Leonel abandonó el Seminario en 1966 para continuar sus estudios de bachillerato en Estelí. Poco a poco, como muchos fervientes católicos en aquellos años de efervescencia política, su fe religiosa se fue transformando en pasión por las ideas revolucionarias. Pero nunca perdió por completo su interés por las cosas del espíritu y el mensaje de redención de los oprimidos contenido en los Evangelios.

En la década de 1960, colaboradores del Frente Sandinista detectaban entre los intelectuales jóvenes a posibles miembros de esa organización clandestina. Los seleccionados eran entrevistados por el propio Carlos Fonseca Amador (Edwin, en las instalaciones del Goyena; Ramiro Argüello, en una casa humilde adonde lo llevaron en automóvil, con los ojos vendados) o por algún otro militante de menor rango.

Beltrán Morales concertó una cita entre Leonel y yo en la cafetería La India. Allí, Leonel trató de convencerme de que no alzarse en armas contra el Gobierno era ser cómplice de la explotación del campesinado. La conversación se prolongó por varias horas ante sendas botellas de Coca-Cola (Beltrán me había advertido: “Nada de tragos”). Hombre perspicaz, Leonel advirtió rápidamente que yo no tenía materia de guerrillero. Pero conservamos la amistad, sin volver a hablar de política.

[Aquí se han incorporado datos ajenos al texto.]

//! Canonical book record
//!
//! The flat, normalized view of one harvested record. Everything downstream
//! (ONIX rendering, uploads, the language cross-reference) reads from this
//! struct; nothing mutates it after assembly.

use serde::{Deserialize, Serialize};

/// Electronic book format recognized by the feed
#[derive(Debug, Clone, Copy, PartialEq, Eq, Default, Serialize, Deserialize)]
pub enum BookFormat {
    Pdf,
    Epub,
    /// Anything the feed sends that is neither PDF nor EPUB
    #[default]
    Unknown,
}

impl BookFormat {
    /// Canonical upper-case label; `Unknown` renders as the empty string
    pub fn as_str(&self) -> &'static str {
        match self {
            BookFormat::Pdf => "PDF",
            BookFormat::Epub => "EPUB",
            BookFormat::Unknown => "",
        }
    }

    /// Lower-case file extension for known formats
    pub fn extension(&self) -> Option<&'static str> {
        match self {
            BookFormat::Pdf => Some("pdf"),
            BookFormat::Epub => Some("epub"),
            BookFormat::Unknown => None,
        }
    }
}

impl std::fmt::Display for BookFormat {
    fn fmt(&self, f: &mut std::fmt::Formatter<'_>) -> std::fmt::Result {
        f.write_str(self.as_str())
    }
}

/// One fully normalized book record
#[derive(Debug, Clone, Default, Serialize, Deserialize)]
pub struct BookRecord {
    /// Validated 13-digit ISBN, empty when validation failed
    pub isbn13: String,
    pub title: String,
    /// Raw language label from the feed; numeric ids live in the database
    pub language: String,
    /// BISAC codes in feed order
    pub bisac_subjects: Vec<String>,
    pub format: BookFormat,
    /// All contributors as one display string, "Given Surname, Given Surname"
    pub contributors: String,
    pub description: String,
    pub publisher_name: String,
    /// YYYYMMDD
    pub publication_date: String,
    pub allowed_countries: String,
    /// `<isbn13>.<format>`, empty unless both parts are valid
    pub record_reference: String,
    /// Platform-internal book id, taken from the viewer URL
    pub book_id: Option<String>,
    /// Where to fetch the book file from
    pub download_link: String,
}

impl BookRecord {
    /// A record without a valid ISBN (and thus no record reference) must be
    /// skipped by the orchestrator, never rendered or uploaded.
    pub fn is_publishable(&self) -> bool {
        !self.record_reference.is_empty()
    }

    /// Metadata file name, `<isbn13>.xml`
    pub fn metadata_file_name(&self) -> String {
        format!("{}.xml", self.isbn13)
    }

    /// Book file name, `<isbn13>.<format extension>`
    pub fn book_file_name(&self) -> Option<String> {
        self.format
            .extension()
            .map(|ext| format!("{}.{}", self.isbn13, ext))
    }

    /// Cover image file name, `<isbn13>.jpg`
    pub fn cover_file_name(&self) -> String {
        format!("{}.jpg", self.isbn13)
    }
}
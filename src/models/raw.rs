//! Raw OAI-PMH record model
//!
//! An `oai_dc` record is a bag of repeated Dublin Core elements. The feed is
//! third-party and uncontrolled: keys may be absent, lists may be empty, and
//! the same logical field may carry junk entries. Every lookup therefore
//! returns an `Option` and the normalizer functions own the defaulting.

use indexmap::IndexMap;
use serde::{Deserialize, Serialize};

/// A raw harvested record: field name to ordered list of values
#[derive(Debug, Clone, Default, Serialize, Deserialize)]
pub struct RawRecord {
    /// OAI identifier of the record (header, not a metadata field)
    pub oai_identifier: String,
    fields: IndexMap<String, Vec<String>>,
}

impl RawRecord {
    pub fn new(oai_identifier: impl Into<String>) -> Self {
        Self {
            oai_identifier: oai_identifier.into(),
            fields: IndexMap::new(),
        }
    }

    /// Append a value to a field, creating the field on first use.
    /// Repeated Dublin Core elements accumulate in document order.
    pub fn push(&mut self, field: impl Into<String>, value: impl Into<String>) {
        self.fields
            .entry(field.into())
            .or_insert_with(Vec::new)
            .push(value.into());
    }

    /// Get all values for a field, `None` when the feed never sent it
    pub fn get(&self, field: &str) -> Option<&[String]> {
        self.fields.get(field).map(Vec::as_slice)
    }

    /// Number of distinct fields present
    pub fn len(&self) -> usize {
        self.fields.len()
    }

    pub fn is_empty(&self) -> bool {
        self.fields.is_empty()
    }
}
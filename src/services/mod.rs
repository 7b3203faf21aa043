//! Harvest orchestration and collaborator services

pub mod harvest;
pub mod languages;
pub mod storage;

pub use harvest::{HarvestService, HarvestSummary};
pub use languages::LanguageRepository;
pub use storage::{HttpObjectStore, ObjectStore};
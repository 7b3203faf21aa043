//! OAI-PMH HTTP client
//!
//! Thin wrapper around `reqwest` for the ListRecords verb. Paging state is
//! the caller's: each call returns at most one page plus the token for the
//! next one.

use crate::config::FeedConfig;
use crate::error::AppResult;
use crate::oai::parser::{parse_list_records, OaiPage};

pub struct OaiClient {
    client: reqwest::Client,
    endpoint: String,
    metadata_prefix: String,
}

impl OaiClient {
    pub fn new(config: &FeedConfig) -> Self {
        Self {
            client: reqwest::Client::new(),
            endpoint: config.endpoint.clone(),
            metadata_prefix: config.metadata_prefix.clone(),
        }
    }

    /// Fetch one page of records. Pass the previous page's resumption token
    /// to continue a harvest; the initial request must not carry one.
    pub async fn list_records(&self, resumption_token: Option<&str>) -> AppResult<OaiPage> {
        let request = match resumption_token {
            // the protocol forbids combining resumptionToken with other arguments
            Some(token) => self
                .client
                .get(&self.endpoint)
                .query(&[("verb", "ListRecords"), ("resumptionToken", token)]),
            None => self.client.get(&self.endpoint).query(&[
                ("verb", "ListRecords"),
                ("metadataPrefix", self.metadata_prefix.as_str()),
            ]),
        };

        tracing::debug!(endpoint = %self.endpoint, token = ?resumption_token, "fetching feed page");
        let response = request.send().await?.error_for_status()?;
        let body = response.text().await?;
        let page = parse_list_records(&body)?;
        tracing::info!(
            records = page.records.len(),
            has_more = page.resumption_token.is_some(),
            "fetched feed page"
        );
        Ok(page)
    }
}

Leonel y yo teníamos la misma edad (19 años cuando nos conocimos) y la misma estatura (cinco pies, cinco pulgadas). Él era moreno, de anteojos y usaba siempre camisas de mangas cortas. Aparecía sorpresivamente en Managua después de ausencias prolongadas. Siempre nos veíamos en las calles, por las tardes, y casi siempre andaba solo. Creo que compartimentaba a sus amistades.

Nuestro pasatiempo favorito era admirar a las mujeres que pasaban por la Avenida Bolívar, preferiblemente en la esquina de la Farmacia San Antonio. Nunca participó en las correrías etílicas de los intelectuales.

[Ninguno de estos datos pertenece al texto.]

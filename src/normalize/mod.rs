//! Field normalization and record assembly
//!
//! Turns the uncontrolled string lists of an `oai_dc` record into the
//! canonical [`BookRecord`](crate::models::BookRecord). Every function in
//! [`fields`] is total: malformed input produces the documented default value
//! and a warn-level diagnostic, never an error.

pub mod assembler;
pub mod fields;

pub use assembler::{assemble, eligible_for_publication};
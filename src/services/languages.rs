//! Language cross-reference repository
//!
//! The ONIX metadata store keeps languages as numeric ids while the feed
//! sends plain labels ("English"). This repository loads the label-to-id
//! mapping once per harvest and patches `meta_data.language_id` for each
//! published ISBN.

use std::collections::HashMap;

use sqlx::{MySqlPool, Row};

use crate::error::AppResult;

#[derive(Clone)]
pub struct LanguageRepository {
    pool: MySqlPool,
}

impl LanguageRepository {
    pub fn new(pool: MySqlPool) -> Self {
        Self { pool }
    }

    /// Load the full language label to id mapping
    pub async fn language_ids(&self) -> AppResult<HashMap<String, i32>> {
        let rows = sqlx::query("SELECT id, language FROM languages")
            .fetch_all(&self.pool)
            .await?;

        let mut mapping = HashMap::with_capacity(rows.len());
        for row in rows {
            let id: i32 = row.try_get("id")?;
            let language: String = row.try_get("language")?;
            mapping.insert(language, id);
        }
        tracing::debug!(languages = mapping.len(), "loaded language mapping");
        Ok(mapping)
    }

    /// Point the metadata row for `isbn13` at the given language id.
    /// Returns the number of rows touched (zero when the ISBN is not stored).
    pub async fn update_language_id(&self, isbn13: &str, language_id: i32) -> AppResult<u64> {
        let result = sqlx::query(
            "UPDATE meta_data SET language_id = ? WHERE ProductIdentifier_ISBN13_IDValue = ?",
        )
        .bind(language_id)
        .bind(isbn13)
        .execute(&self.pool)
        .await?;

        let affected = result.rows_affected();
        if affected == 0 {
            tracing::warn!(isbn13 = %isbn13, "no metadata row for ISBN, language not updated");
        }
        Ok(affected)
    }
}
//! Data models for the harvester

pub mod book;
pub mod raw;

// Re-export commonly used types
pub use book::{BookFormat, BookRecord};
pub use raw::RawRecord;
//! ONIX message construction and serialization
//!
//! [`model`] holds the immutable header/product tree mirroring the ONIX 3.0
//! elements we emit, [`mapper`] reshapes a [`BookRecord`](crate::models::BookRecord)
//! into that tree, and [`writer`] serializes it to an XML file named after the
//! ISBN.

pub mod mapper;
pub mod model;
pub mod writer;

pub use model::{Header, OnixMessage, Product};
pub use writer::write_onix_file;
//! Object storage upload service
//!
//! Artifacts land under `content/<prefix>/<file>` in an S3-compatible bucket.
//! The store is a trait so the harvest pipeline can be tested without a
//! bucket; the production implementation is a plain HTTP PUT against a
//! pre-signed or anonymous-write endpoint.

use async_trait::async_trait;

use crate::config::StorageConfig;
use crate::error::{AppError, AppResult};

#[cfg_attr(test, mockall::automock)]
#[async_trait]
pub trait ObjectStore: Send + Sync {
    /// Store `body` under `key`, overwriting any existing object
    async fn put(&self, key: &str, body: Vec<u8>, content_type: &str) -> AppResult<()>;
}

/// HTTP-backed object store
pub struct HttpObjectStore {
    client: reqwest::Client,
    endpoint: String,
    bucket: String,
}

impl HttpObjectStore {
    pub fn new(config: &StorageConfig) -> Self {
        Self {
            client: reqwest::Client::new(),
            endpoint: config.endpoint.trim_end_matches('/').to_string(),
            bucket: config.bucket.clone(),
        }
    }

    fn object_url(&self, key: &str) -> String {
        format!("{}/{}/{}", self.endpoint, self.bucket, key)
    }
}

#[async_trait]
impl ObjectStore for HttpObjectStore {
    async fn put(&self, key: &str, body: Vec<u8>, content_type: &str) -> AppResult<()> {
        let url = self.object_url(key);
        let size = body.len();
        let response = self
            .client
            .put(&url)
            .header("Content-Type", content_type)
            .body(body)
            .send()
            .await?;

        if !response.status().is_success() {
            return Err(AppError::Storage(format!(
                "upload of {} failed with status {}",
                key,
                response.status()
            )));
        }
        tracing::info!(key = %key, bytes = size, "uploaded object");
        Ok(())
    }
}

/// Full object key for an artifact file
pub fn object_key(prefix: &str, file_name: &str) -> String {
    format!("{}/{}", prefix.trim_end_matches('/'), file_name)
}

/// Content type by file extension; the bucket serves these directly
pub fn content_type_for(file_name: &str) -> &'static str {
    match file_name.rsplit('.').next() {
        Some("xml") => "application/xml",
        Some("pdf") => "application/pdf",
        Some("epub") => "application/epub+zip",
        Some("jpg") | Some("jpeg") => "image/jpeg",
        _ => "application/octet-stream",
    }
}

#[cfg(test)]
mod tests {
    use super::*;

    #[test]
    fn test_object_key() {
        assert_eq!(
            object_key("content/open_research_library_iudilif", "9780199660797.xml"),
            "content/open_research_library_iudilif/9780199660797.xml"
        );
        // trailing slash in the configured prefix must not double up
        assert_eq!(object_key("content/prefix/", "a.pdf"), "content/prefix/a.pdf");
    }

    #[test]
    fn test_content_types() {
        assert_eq!(content_type_for("a.xml"), "application/xml");
        assert_eq!(content_type_for("a.pdf"), "application/pdf");
        assert_eq!(content_type_for("a.epub"), "application/epub+zip");
        assert_eq!(content_type_for("a.jpg"), "image/jpeg");
        assert_eq!(content_type_for("mystery"), "application/octet-stream");
    }

    #[test]
    fn test_object_url() {
        let store = HttpObjectStore::new(&StorageConfig {
            endpoint: "http://localhost:9000/".to_string(),
            bucket: "openresearchlibrary".to_string(),
            prefix: "content/open_research_library_iudilif".to_string(),
        });
        assert_eq!(
            store.object_url("content/open_research_library_iudilif/a.xml"),
            "http://localhost:9000/openresearchlibrary/content/open_research_library_iudilif/a.xml"
        );
    }
}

Una Biblia subrayada lo acompañaba a todas partes. También andaba con un ejemplar de Lectura y Otros Poemas , de Yllescas (la influencia de éste en su poesía fue marcada, sobre todo el libre discurrir de las ideas), y el primer poemario de Francisco de Asís Fernández, A principio de cuentas , con portada de Cuevas.

Dio su único recital en el Paraninfo de la Universidad de León (“el para-ninfas” lo llamaba él) en conmemoración del décimo aniversario de la masacre estudiantil de León. Lo acompañamos Beltrán y yo. Allí presentó La tierra es un satélite de la luna . El impacto del poema fue inmediato. Se había matriculado en la Universidad con el nombre Francisco L. Rugama. La única referencia escrita a ese recital (al que no se le hizo propaganda debido a la labor clandestina que desempeñaba “el poeta” en la universidad) es el testimonio de Rogelio Ramírez en la citada biografía.

Para entonces, Leonel se había convertido en el revolucionario leninista puro, sin vida privada, absolutamente dedicado a la causa. Tenía el deseo oculto de morir. Quizá consideraba imperdonable la idea de sobrevivir a la lucha insurreccional con tantos compañeros caídos. La muerte es una constante en su poesía (y en Las casas quedaron llenas de humo vislumbró la suya propia).

Cuando el 15 de enero de 1970 (jueves) una patrulla de la Guardia llegó a arrestarlo en la casa de seguridad que ocupaba en el barrio El Edén de Managua con dos compañeros de lucha (Mauricio Hernández Baldizón y Róger Núñez Dávila), prefirió hacerle frente, sin ninguna posibilidad de sobrevivir (su grito “¡Que se rinda tu madre!” resonó durante toda la insurrección del 79).

Nunca he podido imaginar a Leonel después del triunfo de la revolución. No lo puedo visualizar como burócrata en algún ministerio, tampoco como dirigente militar uniformado. Tal vez lo puedo ver como maestro en alguna región apartada del Norte de Nicaragua. Siempre escribiendo. ¿Se habría desencantado con el rumbo que tomó la revolución? Era un revolucionario demasiado disciplinado para desafiar públicamente a la revolución o sus dirigentes. Pero tampoco lo puedo ver, en la década de los noventa o en el 2010, convertido en empresario privado, habitando alguna mansión confiscada con chofer y guardaespaldas. Leonel fue un hombre de la etapa heroica de la revolución. Él lo supo siempre. Lo presintió.